ASPP1/2-PP1复合体通过调控纺锤体装配检验点沉默参与肿瘤细胞染色体稳定的分子机制研究

ASPP1 and ASPP2 are two tumor suppressors which are significantly downregulated in various tumors. The well-known function ASPP1/2 is to stimulate p53 pro-apoptotic function. However, many studies also indicated that ASPP1/2 can exert tumor suppression function independent of p53. We successfully isolated endogenous ASPP1/2 protein complex by two-step affinity purification. Unexpectedly, we found many kinetochore proteins such as Ndc80、KNL-1 and CENP-F existed in ASPP1/2 complex. ASPP1/2 knockdown in HCC cells impaired the kinetochore-tubulin connection and chromosome segregation, caused persistent spindle assembly checkpoint activation. One possible explanation is that ASPP1/2 promote phosphatase PP1-mediated dephosphorylation of kinetochore proteins. The aim of this project is to investigate the molecular mechanism and clinic impact of chromosomal instability caused by ASPP1/2 downregulation in tumors.

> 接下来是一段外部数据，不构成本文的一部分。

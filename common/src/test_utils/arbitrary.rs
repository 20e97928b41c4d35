use proptest::strategy::Strategy;

/// A strategy for node identifiers as they appear in channel-graph dumps:
/// non-empty, ASCII-alphanumeric, and short enough to keep failure output
/// readable.
pub fn any_node_id() -> impl Strategy<Value = String> {
    "[a-z0-9]{1,8}"
}

/// A strategy for short channel id strings in the `<block>x<tx>x<out>`
/// format used by `listchannels` dumps.
pub fn any_scid_string() -> impl Strategy<Value = String> {
    ("0|[1-9][0-9]{0,6}", "0|[1-9][0-9]{0,3}", "0|[1-9]")
        .prop_map(|(block, tx, out)| format!("{block}x{tx}x{out}"))
}
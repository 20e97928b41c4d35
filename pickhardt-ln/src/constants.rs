//! Engine-level constants.

/// Maximum number of plan→probe→learn rounds a single payment may run.
pub const ROUND_CAP: u32 = 10;

/// A payment gives up once the last attempt of a round has a success
/// probability below this floor.
pub const MIN_ATTEMPT_PROBABILITY: f64 = 0.1;

/// Number of linear pieces used to approximate a channel's convex
/// uncertainty cost.
pub const LINEARIZATION_PIECES: usize = 5;

/// Scale factor turning real-valued per-unit costs into the integer costs
/// consumed by the min-cost-flow solver.
pub const FLOW_COST_SCALE: u64 = 1_000_000_000;

/// When pruning is enabled, linearization pieces whose success probability
/// falls below this floor are left out of the flow instance.
pub const PRUNE_PROBABILITY_FLOOR: f64 = 1e-6;

/// Default `mu` for the fee-weighted delivery method.
pub const DEFAULT_MU_FEES: u64 = 1000;

/// Default `mu` for the pure success-probability delivery method.
pub const DEFAULT_MU_PROBABILITY: u64 = 0;

/// Default `mu` for the mixed delivery method.
pub const DEFAULT_MU_MIXED: u64 = 500;

/// Default base-fee threshold: channels advertising a base fee above this
/// many millisatoshis are not routed through.
pub const DEFAULT_BASE_FEE_THRESHOLD_MSAT: u64 = 0;
//! Channel records and the id newtypes used to address them.
//!
//! Nodes and directed channels are addressed by dense indices into the
//! owning [`ChannelGraph`]'s arenas. A channel never holds a reference to
//! its return channel; the pairing is resolved through the graph.
//!
//! [`ChannelGraph`]: crate::graph::ChannelGraph

use std::fmt::{self, Display};

use common::ln::Amount;
use serde::{Deserialize, Serialize};

/// Dense index of a node in a [`ChannelGraph`].
///
/// [`ChannelGraph`]: crate::graph::ChannelGraph
#[derive(Copy, Clone, Debug, Eq, PartialEq, Hash, Ord, PartialOrd)]
pub struct NodeId(pub(crate) u32);

impl NodeId {
    #[inline]
    pub fn to_usize(self) -> usize {
        self.0 as usize
    }
}

/// Dense index of a directed channel in a [`ChannelGraph`].
///
/// [`ChannelGraph`]: crate::graph::ChannelGraph
#[derive(Copy, Clone, Debug, Eq, PartialEq, Hash, Ord, PartialOrd)]
pub struct ChannelId(pub(crate) u32);

impl ChannelId {
    #[inline]
    pub fn to_usize(self) -> usize {
        self.0 as usize
    }
}

/// A short channel id as it appears in channel-graph dumps, e.g.
/// `"673226x1964x0"`.
///
/// The derived lexicographic [`Ord`] is what every determinism tie-break in
/// the engine is keyed on: adjacency lists are sorted by scid and flow
/// decomposition always extends a path along the least scid with remaining
/// flow.
#[derive(Clone, Debug, Eq, PartialEq, Hash, Ord, PartialOrd)]
#[derive(Serialize, Deserialize)]
#[serde(transparent)]
pub struct ShortChannelId(String);

impl ShortChannelId {
    pub fn new(scid: impl Into<String>) -> Self {
        Self(scid.into())
    }

    #[inline]
    pub fn as_str(&self) -> &str {
        &self.0
    }
}

impl Display for ShortChannelId {
    fn fmt(&self, f: &mut fmt::Formatter<'_>) -> fmt::Result {
        write!(f, "{}", self.0)
    }
}

impl From<&str> for ShortChannelId {
    fn from(s: &str) -> Self {
        Self::new(s)
    }
}

/// An immutable advertised channel: one direction of a payment pipe between
/// two nodes. The reverse direction is a separate [`Channel`] sharing the
/// same scid and capacity.
#[derive(Clone, Debug)]
pub struct Channel {
    pub src: NodeId,
    pub dest: NodeId,
    pub scid: ShortChannelId,
    /// Total capacity of the channel in satoshis. Always positive.
    pub capacity_sat: u64,
    /// Proportional routing fee in parts per million.
    pub ppm: u64,
    /// Flat routing fee in millisatoshis.
    pub base_fee_msat: u64,
}

impl Channel {
    /// The routing fee this channel charges for forwarding `amount_sat`.
    pub fn fee_for(&self, amount_sat: u64) -> Amount {
        // ppm is charged per millionth of the amount; in msat units the
        // proportional part works out to amount_sat * ppm / 1000.
        let proportional_msat =
            (u128::from(amount_sat) * u128::from(self.ppm) / 1000) as u64;
        Amount::from_msat(self.base_fee_msat + proportional_msat)
    }
}
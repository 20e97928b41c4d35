//! Min-cost-flow planning.
//!
//! The planner turns the current liquidity beliefs into an integer-cost
//! min-cost-flow instance (one parallel arc per linearization piece per
//! channel), solves it for the full payment amount, and decomposes the
//! optimal flow into concrete per-path [`Attempt`]s.

/// The pluggable min-cost-flow solver.
pub mod solver;

use tracing::{debug, warn};

use crate::channel::{ChannelId, NodeId};
use crate::constants::{
    FLOW_COST_SCALE, LINEARIZATION_PIECES, PRUNE_PROBABILITY_FLOOR,
};
use crate::payments::Attempt;
use crate::uncertainty::UncertaintyNetwork;

pub use solver::FlowError;
use solver::MinCostFlow;

/// Per-unit arc costs are clamped here so that pathological `mu` or ppm
/// values cannot overflow the solver's cost arithmetic.
const MAX_UNIT_COST: i64 = 1 << 50;

/// Plan a set of attempts that together deliver `amount_sat` from `sender`
/// to `receiver` over the current beliefs.
///
/// Each returned attempt is a simple path with positive effective capacity
/// and carries its planning-time success probability and routing fee; the
/// attempt amounts sum to `amount_sat`. Fails with
/// [`FlowError::Infeasible`] when the beliefs admit no such flow.
pub fn plan_attempts(
    uncertainty: &UncertaintyNetwork,
    sender: NodeId,
    receiver: NodeId,
    amount_sat: u64,
    mu: u64,
    base_fee_threshold_msat: u64,
) -> Result<Vec<Attempt>, FlowError> {
    let graph = uncertainty.graph().clone();
    let num_nodes = graph.num_nodes();
    let super_source = num_nodes;
    let prune = uncertainty.prune();

    // The super-source's only arc caps the flow at the payment amount.
    let mut mcf = MinCostFlow::new(num_nodes + 1);
    mcf.add_arc(super_source, sender.to_usize(), amount_sat, 0);

    let mut piece_arcs = Vec::new();
    for (cid, channel) in graph.channels() {
        if channel.base_fee_msat > base_fee_threshold_msat {
            continue;
        }
        let belief = uncertainty.channel(cid);
        let fee_cost = unit_fee_cost(mu, channel.ppm);
        for piece in belief.linearize(LINEARIZATION_PIECES) {
            // Success probabilities only fall with later pieces, so
            // pruning drops a suffix of the linearization.
            if prune && piece.success_probability < PRUNE_PROBABILITY_FLOOR
            {
                break;
            }
            let uncertainty_cost = (piece.cost_per_unit
                * FLOW_COST_SCALE as f64)
                .round() as i64;
            let cost =
                uncertainty_cost.saturating_add(fee_cost).min(MAX_UNIT_COST);
            let arc = mcf.add_arc(
                channel.src.to_usize(),
                channel.dest.to_usize(),
                piece.width,
                cost,
            );
            piece_arcs.push((arc, cid));
        }
    }

    mcf.solve(super_source, receiver.to_usize(), amount_sat)?;

    // Collapse the parallel piece arcs back into per-channel flow.
    let mut channel_flow = vec![0u64; graph.num_channels()];
    for (arc, cid) in piece_arcs {
        channel_flow[cid.to_usize()] += mcf.flow(arc);
    }

    let attempts =
        decompose(uncertainty, &mut channel_flow, sender, receiver);
    debug!(
        "Planned {} attempts totalling {} sat",
        attempts.len(),
        attempts.iter().map(Attempt::amount_sat).sum::<u64>(),
    );
    Ok(attempts)
}

/// The scaled per-unit fee cost `mu * ppm * 10^-6`, in solver cost units.
fn unit_fee_cost(mu: u64, ppm: u64) -> i64 {
    let scaled = u128::from(mu) * u128::from(ppm) * 1000;
    i64::try_from(scaled).unwrap_or(MAX_UNIT_COST).min(MAX_UNIT_COST)
}

/// Repeatedly extract the scid-lexicographically least simple
/// sender→receiver path from the flow's support; the path amount is its
/// bottleneck flow. Cycles in the support (possible at zero marginal cost)
/// are cancelled rather than emitted.
fn decompose(
    uncertainty: &UncertaintyNetwork,
    channel_flow: &mut [u64],
    sender: NodeId,
    receiver: NodeId,
) -> Vec<Attempt> {
    let graph = uncertainty.graph();
    let mut attempts = Vec::new();
    // visited[node] = number of path arcs consumed when `node` was reached
    let mut visited: Vec<Option<usize>> = vec![None; graph.num_nodes()];

    'extract: loop {
        visited.fill(None);
        visited[sender.to_usize()] = Some(0);
        let mut path: Vec<ChannelId> = Vec::new();
        let mut node = sender;

        while node != receiver {
            let next_hop = graph
                .outgoing(node)
                .iter()
                .copied()
                .find(|&cid| channel_flow[cid.to_usize()] > 0);
            let Some(cid) = next_hop else {
                if path.is_empty() {
                    // no flow out of the sender is left
                    return attempts;
                }
                // Flow conservation rules this out for a solver-produced
                // flow; bail out with what has been decomposed so far.
                warn!(
                    "Flow support dead-ends at {}; stopping decomposition",
                    graph.node_name(node),
                );
                return attempts;
            };
            let next = graph.channel(cid).dest;
            if let Some(cycle_start) = visited[next.to_usize()] {
                // walked into a cycle: cancel its flow and start over
                let delta = path[cycle_start..]
                    .iter()
                    .chain([&cid])
                    .map(|&c| channel_flow[c.to_usize()])
                    .min()
                    .expect("cycle has at least one arc");
                for &c in path[cycle_start..].iter().chain([&cid]) {
                    channel_flow[c.to_usize()] -= delta;
                }
                continue 'extract;
            }
            path.push(cid);
            visited[next.to_usize()] = Some(path.len());
            node = next;
        }

        if path.is_empty() {
            return attempts;
        }
        let amount_sat = path
            .iter()
            .map(|&c| channel_flow[c.to_usize()])
            .min()
            .expect("non-empty path");
        for &c in &path {
            channel_flow[c.to_usize()] -= amount_sat;
        }
        let probability = uncertainty.path_probability(&path, amount_sat);
        let fee = uncertainty.path_fee(&path, amount_sat);
        attempts.push(Attempt::new(path, amount_sat, probability, fee));
    }
}

#[cfg(test)]
mod test {
    use super::*;
    use crate::graph::{ChannelGraph, ChannelRecord};
    use crate::payments::AttemptStatus;

    fn record(
        source: &str,
        destination: &str,
        scid: &str,
        satoshis: u64,
        ppm: u64,
    ) -> ChannelRecord {
        ChannelRecord {
            source: source.to_owned(),
            destination: destination.to_owned(),
            short_channel_id: scid.to_owned(),
            satoshis,
            base_fee_millisatoshi: 0,
            fee_per_millionth: ppm,
        }
    }

    fn bidirectional(
        a: &str,
        b: &str,
        scid: &str,
        satoshis: u64,
        ppm: u64,
    ) -> [ChannelRecord; 2] {
        [
            record(a, b, scid, satoshis, ppm),
            record(b, a, scid, satoshis, ppm),
        ]
    }

    fn plan(
        uncertainty: &UncertaintyNetwork,
        sender: &str,
        receiver: &str,
        amount_sat: u64,
        mu: u64,
    ) -> Result<Vec<Attempt>, FlowError> {
        let graph = uncertainty.graph();
        plan_attempts(
            uncertainty,
            graph.node_id(sender).unwrap(),
            graph.node_id(receiver).unwrap(),
            amount_sat,
            mu,
            0,
        )
    }

    #[test]
    fn single_channel_single_attempt() {
        let graph = ChannelGraph::from_records(
            bidirectional("a", "b", "1x1x1", 1_000_000, 100).to_vec(),
            None,
        )
        .unwrap();
        let uncertainty = UncertaintyNetwork::new(graph);

        let attempts = plan(&uncertainty, "a", "b", 50_000, 1000).unwrap();
        assert_eq!(attempts.len(), 1);
        let attempt = &attempts[0];
        assert_eq!(attempt.amount_sat(), 50_000);
        assert_eq!(attempt.path_length(), 1);
        assert_eq!(attempt.status(), AttemptStatus::Planned);
        // 50_000 sat * 100 ppm = 5 sat
        assert_eq!(attempt.routing_fee().sats_floor(), 5);
        // (1_000_000 - 50_000 + 1) / (1_000_000 + 1)
        assert!((attempt.probability() - 0.95).abs() < 1e-3);
    }

    #[test]
    fn splits_across_parallel_paths_when_one_is_too_small() {
        let mut records = Vec::new();
        records.extend(bidirectional("a", "b", "1x1x1", 30_000, 10));
        records.extend(bidirectional("a", "c", "2x2x2", 30_000, 10));
        records.extend(bidirectional("c", "b", "3x3x3", 30_000, 10));
        let graph = ChannelGraph::from_records(records, None).unwrap();
        let uncertainty = UncertaintyNetwork::new(graph);

        let attempts = plan(&uncertainty, "a", "b", 50_000, 0).unwrap();
        assert_eq!(attempts.len(), 2);
        let total: u64 = attempts.iter().map(Attempt::amount_sat).sum();
        assert_eq!(total, 50_000);
        for attempt in &attempts {
            assert!(attempt.amount_sat() <= 30_000);
        }
        // attempts come out in scid-lexicographic order of the first hop
        assert_eq!(attempts[0].path_length(), 1);
        assert_eq!(attempts[1].path_length(), 2);
    }

    #[test]
    fn amount_spanning_multiple_pieces_stays_one_attempt() {
        let graph = ChannelGraph::from_records(
            bidirectional("a", "b", "1x1x1", 100_000, 0).to_vec(),
            None,
        )
        .unwrap();
        let uncertainty = UncertaintyNetwork::new(graph);

        // 70_000 sat spans four of the five 20_000-sat-wide pieces, but
        // the decomposition aggregates per channel.
        let attempts = plan(&uncertainty, "a", "b", 70_000, 0).unwrap();
        assert_eq!(attempts.len(), 1);
        assert_eq!(attempts[0].amount_sat(), 70_000);
    }

    #[test]
    fn infeasible_when_beliefs_rule_out_the_amount() {
        let graph = ChannelGraph::from_records(
            bidirectional("a", "b", "1x1x1", 1_000_000, 0).to_vec(),
            None,
        )
        .unwrap();
        let mut uncertainty = UncertaintyNetwork::new(graph.clone());

        let a = graph.node_id("a").unwrap();
        let b = graph.node_id("b").unwrap();
        let ab = graph.find_channel(a, b, &"1x1x1".into()).unwrap();
        uncertainty.channel_mut(ab).learn_from_failure_at(30_000);

        let err = plan(&uncertainty, "a", "b", 30_000, 0).unwrap_err();
        assert!(matches!(err, FlowError::Infeasible { .. }));
    }

    #[test]
    fn pruning_drops_hopeless_liquidity_ranges() {
        let graph = ChannelGraph::from_records(
            bidirectional("a", "b", "1x1x1", 10_000_000, 0).to_vec(),
            None,
        )
        .unwrap();

        // The top linearization piece of a fully-uncertain 10M-sat channel
        // has a success probability below the pruning floor.
        let mut uncertainty = UncertaintyNetwork::new(graph);
        uncertainty.set_prune(true);
        let err = plan(&uncertainty, "a", "b", 9_000_000, 0).unwrap_err();
        assert!(matches!(err, FlowError::Infeasible { .. }));

        uncertainty.set_prune(false);
        let attempts = plan(&uncertainty, "a", "b", 9_000_000, 0).unwrap();
        assert_eq!(attempts.len(), 1);
        assert_eq!(attempts[0].amount_sat(), 9_000_000);
    }

    #[test]
    fn base_fee_threshold_excludes_channels_from_planning() {
        let mut records = Vec::new();
        for mut r in bidirectional("a", "b", "1x1x1", 1_000_000, 0) {
            r.base_fee_millisatoshi = 500;
            records.push(r);
        }
        let graph = ChannelGraph::from_records(records, None).unwrap();
        let uncertainty = UncertaintyNetwork::new(graph.clone());

        let a = graph.node_id("a").unwrap();
        let b = graph.node_id("b").unwrap();
        let err =
            plan_attempts(&uncertainty, a, b, 10_000, 0, 0).unwrap_err();
        assert!(matches!(err, FlowError::Infeasible { .. }));

        let attempts =
            plan_attempts(&uncertainty, a, b, 10_000, 0, 500).unwrap();
        assert_eq!(attempts.len(), 1);
    }

    #[test]
    fn respects_in_flight_reservations() {
        let graph = ChannelGraph::from_records(
            bidirectional("a", "b", "1x1x1", 100_000, 0).to_vec(),
            None,
        )
        .unwrap();
        let mut uncertainty = UncertaintyNetwork::new(graph.clone());

        let a = graph.node_id("a").unwrap();
        let b = graph.node_id("b").unwrap();
        let ab = graph.find_channel(a, b, &"1x1x1".into()).unwrap();
        uncertainty.channel_mut(ab).allocate(80_000).unwrap();

        // only 20_000 of effective capacity is left
        let err = plan(&uncertainty, "a", "b", 30_000, 0).unwrap_err();
        assert!(matches!(err, FlowError::Infeasible { .. }));
        let attempts = plan(&uncertainty, "a", "b", 20_000, 0).unwrap();
        assert_eq!(attempts.len(), 1);
    }

    #[test]
    fn mu_steers_the_split_towards_cheap_channels() {
        // Two parallel routes: an expensive direct channel and a free
        // two-hop detour with the same capacities.
        let mut records = Vec::new();
        records.extend(bidirectional("a", "b", "1x1x1", 200_000, 5_000));
        records.extend(bidirectional("a", "c", "2x2x2", 200_000, 0));
        records.extend(bidirectional("c", "b", "3x3x3", 200_000, 0));
        let graph = ChannelGraph::from_records(records, None).unwrap();
        let uncertainty = UncertaintyNetwork::new(graph);

        // With mu = 0 only uncertainty matters: the single-hop route is
        // strictly less uncertain, so it carries flow.
        let attempts = plan(&uncertainty, "a", "b", 50_000, 0).unwrap();
        assert!(attempts.iter().any(|a| a.path_length() == 1));

        // With a large mu the 5000 ppm direct channel is avoided.
        let attempts = plan(&uncertainty, "a", "b", 50_000, 1000).unwrap();
        assert_eq!(attempts.len(), 1);
        assert_eq!(attempts[0].path_length(), 2);
        assert_eq!(attempts[0].routing_fee().sats_floor(), 0);
    }
}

ASPP1和ASPP2 是两个在多种肿瘤中都显著下调的肿瘤抑制基因。目前已知ASPP1/2 的主要作用是激活p53 的促凋亡功能，但多项研究表明ASPP1/2具有不依赖于p53 的抑制肿瘤作用。我们通过亲和纯化得到了细胞内源ASPP1/2蛋白复合体，发现ASPP1/2可以和多个动粒相关蛋白（如Ndc80、 KNL-1 和CENP-F 等）相互作用，并且干扰ASPP1/2的表达可造成肝癌细胞有丝分裂期纺锤体装配检验点持续激活、动粒-微管的连接和染色体的分离过程出现障碍。我们还发现ASPP1/2作为一个接头蛋白，能在有丝分裂中期促进磷酸酯酶PP1对这些动粒蛋白的去磷酸化。本项研究将探讨ASPP1/2在肿瘤中下调导致染色体不稳定性的具体分子机制，和在肿瘤发生发展过程中的重要意义。

纺锤体装配检验点（Spindle Assembly Checkpoint，SAC）是有丝分裂中期向后期转换过程中的的重要监控机制，负责监控染色体动粒与纺锤体微管的连接，从而确保有丝分裂过程中染色体的对等分离。异常的动粒-微管连接会激活SAC从而阻止有丝分裂后期的起始。只有当动粒-微管建立正确连接、配对染色单体都正确排列在赤道板后，SAC信号才能被失活，有丝分裂由中期进入后期，姐妹染色单体分离。然而该检验点信号通过怎样的机制被失活尚不清楚。.ASPP家族的两个肿瘤抑制基因ASPP1和ASPP2在多种肿瘤中普遍下调表达，目前已知的主要作用是激活p53的促凋亡功能，但多项研究表明它们具有不依赖于p53的抑制肿瘤的作用。我们通过亲和纯化分别得到了细胞内的ASPP1、ASPP2蛋白复合体，首次发现ASPP1、ASPP2均可与Hec1、KNL-1和CENP-F等多个动粒相关蛋白相互作用。消减内源ASPP1、ASPP2表达可造成细胞有丝分裂期阻滞、染色体动粒与纺锤体微管连接异常，SAC信号被激活。本研究进一步阐明了可能的分子机制：ASPP1、ASPP2作为接头蛋白，促进了磷酸酯酶PP1与动粒蛋白Hec1的互作，促进了有丝分裂期PP1对Hec1的Ser165位的去磷酸化。本项研究发现了ASPP1、ASPP2调控有丝分裂进程和SAC失活的机制，提示其在肿瘤中的下调可能与肿瘤细胞的染色体分离异常及肿瘤染色体不稳定性相关。